The idea of having classes with specific functions is so that players will have "heroic moments" when they truly shine. Wilderness, undead, finding magic items, finding traps, using mounts outdoors, talking to NPCs and getting something really good out of it. This is what classes are balanced around and they need to be weak and strong in various areas for the game to be fun. Specific loot and situations made for people falling behind can usually fix this. And why the F*** would I let you roll a Psion.

I'm a DM, too. I have lost count of how many players I've killed. But if your high level fighters have even odds of beating your high level wizards, you are playing the wizards like morons or you are in a setting where the available spells are incredibly limited/nerfed. The thing is, a druid is better than a samurai at every single conceivable party role.
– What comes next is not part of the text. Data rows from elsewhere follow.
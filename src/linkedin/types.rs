// src/linkedin/types.rs
use serde::{Deserialize, Serialize};
use thiserror::Error;

use crate::types::{EducationEntry, ExperienceEntry, RecordSource, ScrapedRecord};

#[derive(Debug, Error)]
pub enum ScrapeError {
    #[error("Not a valid LinkedIn profile URL: {0}")]
    InvalidUrl(String),
    #[error("LINKEDIN_EMAIL and LINKEDIN_PASSWORD must be set")]
    MissingCredentials,
    #[error("Failed to login to LinkedIn")]
    LoginFailed,
    #[error("Browser error: {0}")]
    Browser(String),
}

/// A validated `linkedin.com/in/<handle>` URL
#[derive(Debug, Clone, PartialEq, Eq)]
pub struct ProfileUrl(String);

impl ProfileUrl {
    pub fn parse(url: &str) -> Result<Self, ScrapeError> {
        let url = url.trim();
        if !url.contains("linkedin.com/in/") || url.contains("/company/") {
            return Err(ScrapeError::InvalidUrl(url.to_string()));
        }
        Ok(Self(url.to_string()))
    }

    pub fn as_str(&self) -> &str {
        &self.0
    }

    pub fn root(&self) -> String {
        profile_root(&self.0)
    }
}

/// Canonical `scheme://host/in/<handle>/` form with query and fragment dropped
pub fn profile_root(url: &str) -> String {
    let stripped = url.split(['?', '#']).next().unwrap_or(url);
    if let Ok(parsed) = reqwest::Url::parse(stripped) {
        let parts: Vec<&str> = parsed.path().split('/').filter(|p| !p.is_empty()).collect();
        if let Some(idx) = parts.iter().position(|p| *p == "in") {
            let handle = parts.get(idx + 1).copied().unwrap_or_default();
            let host = match parsed.port() {
                Some(port) => format!("{}:{}", parsed.host_str().unwrap_or_default(), port),
                None => parsed.host_str().unwrap_or_default().to_string(),
            };
            return format!("{}://{}/in/{}/", parsed.scheme(), host, handle);
        }
    }
    if url.ends_with('/') {
        url.to_string()
    } else {
        format!("{}/", url)
    }
}

#[derive(Debug, Clone, Default, PartialEq, Serialize, Deserialize)]
pub struct BasicInfo {
    #[serde(default, skip_serializing_if = "String::is_empty")]
    pub name: String,
    #[serde(default, skip_serializing_if = "String::is_empty")]
    pub headline: String,
    #[serde(default, skip_serializing_if = "String::is_empty")]
    pub location: String,
    #[serde(default, skip_serializing_if = "Option::is_none")]
    pub profile_image: Option<String>,
}

#[derive(Debug, Clone, Default, PartialEq, Serialize, Deserialize)]
pub struct ActivityPost {
    #[serde(skip_serializing_if = "Option::is_none")]
    pub text: Option<String>,
    #[serde(skip_serializing_if = "Option::is_none")]
    pub date: Option<String>,
}

#[derive(Debug, Clone, Default, PartialEq, Serialize, Deserialize)]
pub struct Recommendation {
    #[serde(skip_serializing_if = "Option::is_none")]
    pub recommender_name: Option<String>,
    #[serde(skip_serializing_if = "Option::is_none")]
    pub recommender_title: Option<String>,
    #[serde(skip_serializing_if = "Option::is_none")]
    pub recommendation_text: Option<String>,
}

/// Everything read from one profile and its detail pages
#[derive(Debug, Clone, Default, PartialEq, Serialize, Deserialize)]
pub struct ProfileData {
    #[serde(flatten)]
    pub basic: BasicInfo,
    pub about: String,
    pub experience: Vec<ExperienceEntry>,
    pub education: Vec<EducationEntry>,
    pub activity_posts: Vec<ActivityPost>,
    pub recommendations: Vec<Recommendation>,
    pub source_url: String,
    pub scraped_at: String,
}

impl ProfileData {
    pub fn into_record(self) -> ScrapedRecord {
        let skills = super::skills::infer_skills(
            &self.basic.headline,
            &self.about,
            self.experience.iter().filter_map(|e| e.title.as_deref()),
        );
        let name = if self.basic.name.is_empty() {
            "Unknown".to_string()
        } else {
            self.basic.name
        };

        ScrapedRecord {
            profile_url: self.source_url,
            name,
            headline: self.basic.headline,
            location: self.basic.location,
            summary: self.about,
            experience: self.experience,
            skills,
            education: self.education,
            contact_info: serde_json::Map::new(),
            scraped_at: self.scraped_at,
            source: RecordSource::LinkedIn,
        }
    }
}
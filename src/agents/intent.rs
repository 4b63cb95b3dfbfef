// src/agents/intent.rs
use regex::Regex;
use serde::Serialize;
use std::sync::OnceLock;

#[derive(Debug, Clone, Copy, PartialEq, Eq, Serialize)]
#[serde(rename_all = "snake_case")]
pub enum TaskKind {
    LinkedinSearch,
    WebOnly,
    WebSearch,
    DataScraping,
}

const LINKEDIN_KEYWORDS: &[&str] = &["linkedin", "profile", "professional profile", "resume", "cv"];

const FACT_KEYWORDS: &[&str] = &[
    "average", "avg", "salary", "salaries", "what is", "who is", "define", "definition",
    "statistics", "stats", "market size", "trend", "trends", "overview", "comparison", "vs",
    "benefits", "cons", "pros", "how much", "how many", "price", "cost",
];

const SCRAPING_KEYWORDS: &[&str] = &["scrape", "extract", "data from", "crawl"];

const SEARCH_KEYWORDS: &[&str] = &["search", "find", "look for"];

/// Keyword classifier; the first matching rule wins
pub fn classify(input: &str) -> TaskKind {
    let lower = input.to_lowercase();
    let any = |words: &[&str]| words.iter().any(|w| lower.contains(w));

    if any(LINKEDIN_KEYWORDS) {
        TaskKind::LinkedinSearch
    } else if any(FACT_KEYWORDS) {
        TaskKind::WebOnly
    } else if any(SCRAPING_KEYWORDS) {
        TaskKind::DataScraping
    } else if any(SEARCH_KEYWORDS) {
        TaskKind::WebSearch
    } else {
        TaskKind::WebOnly
    }
}

/// Every `http(s)://` run in the request text
pub fn extract_urls(input: &str) -> Vec<String> {
    static URL: OnceLock<Regex> = OnceLock::new();
    let re = URL.get_or_init(|| Regex::new(r"https?://\S+").expect("valid url regex"));
    re.find_iter(input).map(|m| m.as_str().to_string()).collect()
}

#[cfg(test)]
mod tests {
    use super::*;

    #[test]
    fn linkedin_words_take_precedence() {
        assert_eq!(
            classify("Find LinkedIn profiles of data scientists"),
            TaskKind::LinkedinSearch
        );
        // "salary" is a fact keyword but "cv" wins first
        assert_eq!(classify("cv tips and salary"), TaskKind::LinkedinSearch);
    }

    #[test]
    fn fact_questions_are_web_only() {
        assert_eq!(
            classify("What is the average salary of a nurse?"),
            TaskKind::WebOnly
        );
        assert_eq!(classify("rust vs go"), TaskKind::WebOnly);
    }

    #[test]
    fn scraping_then_search_then_default() {
        assert_eq!(classify("crawl https://example.com"), TaskKind::DataScraping);
        assert_eq!(classify("search for rust meetups"), TaskKind::WebSearch);
        assert_eq!(classify("rust meetups berlin"), TaskKind::WebOnly);
    }

    #[test]
    fn urls_are_extracted_verbatim() {
        let urls = extract_urls("scrape https://a.com/x and http://b.org, please");
        assert_eq!(urls, vec!["https://a.com/x", "http://b.org,"]);
    }
}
There is not a single function a Samurai can shine over a Druid.

Except at high op levels, most wizards or cleric can do significantly more damage with a melee attack than a fighter of the same level.

That is why the tier system is useful. It is no fun to be a rogue and have skill ranks in tons of skills but the wizard says, "Ooh, I have a level one spell for that!" every time a skill roll is required, meaning their level one spell slot is more useful than a dozen levels worth of skill point investment.

eggynack
2013-08-20, 09:10 PM
The idea of having classes with specific functions is so that players will have "heroic moments" when they truly shine. Wilderness, undead, finding magic items, finding traps, using mounts outdoors, talking to NPCs and getting something really good out of it. This is what classes are balanced around and they need to be weak and strong in various areas for the game to be fun. Specific loot and situations made for people falling behind can usually fix this. And why the F*** would I let you roll a Psion.
I think you're missing the point. By a lot. Tier one characters can fill all of those roles you listed, often better than the characters that specialize in that role, and often simultaneously. The classes aren't balanced around that idea, because these classes aren't weak and strong in various areas. Druids, for example, are basically just strong. There're very few situations in existence where they're not incredibly strong. By the by, the reason you'd let me roll a psion is because they're tier two, and if you're alright with me playing a tier one, there's no real reason to bar them for power level reasons.

Soupz
2013-08-20, 09:11 PM
PC's might die because they're stupid, but they might also die because they're playing the samurai in the group of wizards. In other words, that samurai is dying because he didn't have enough spells.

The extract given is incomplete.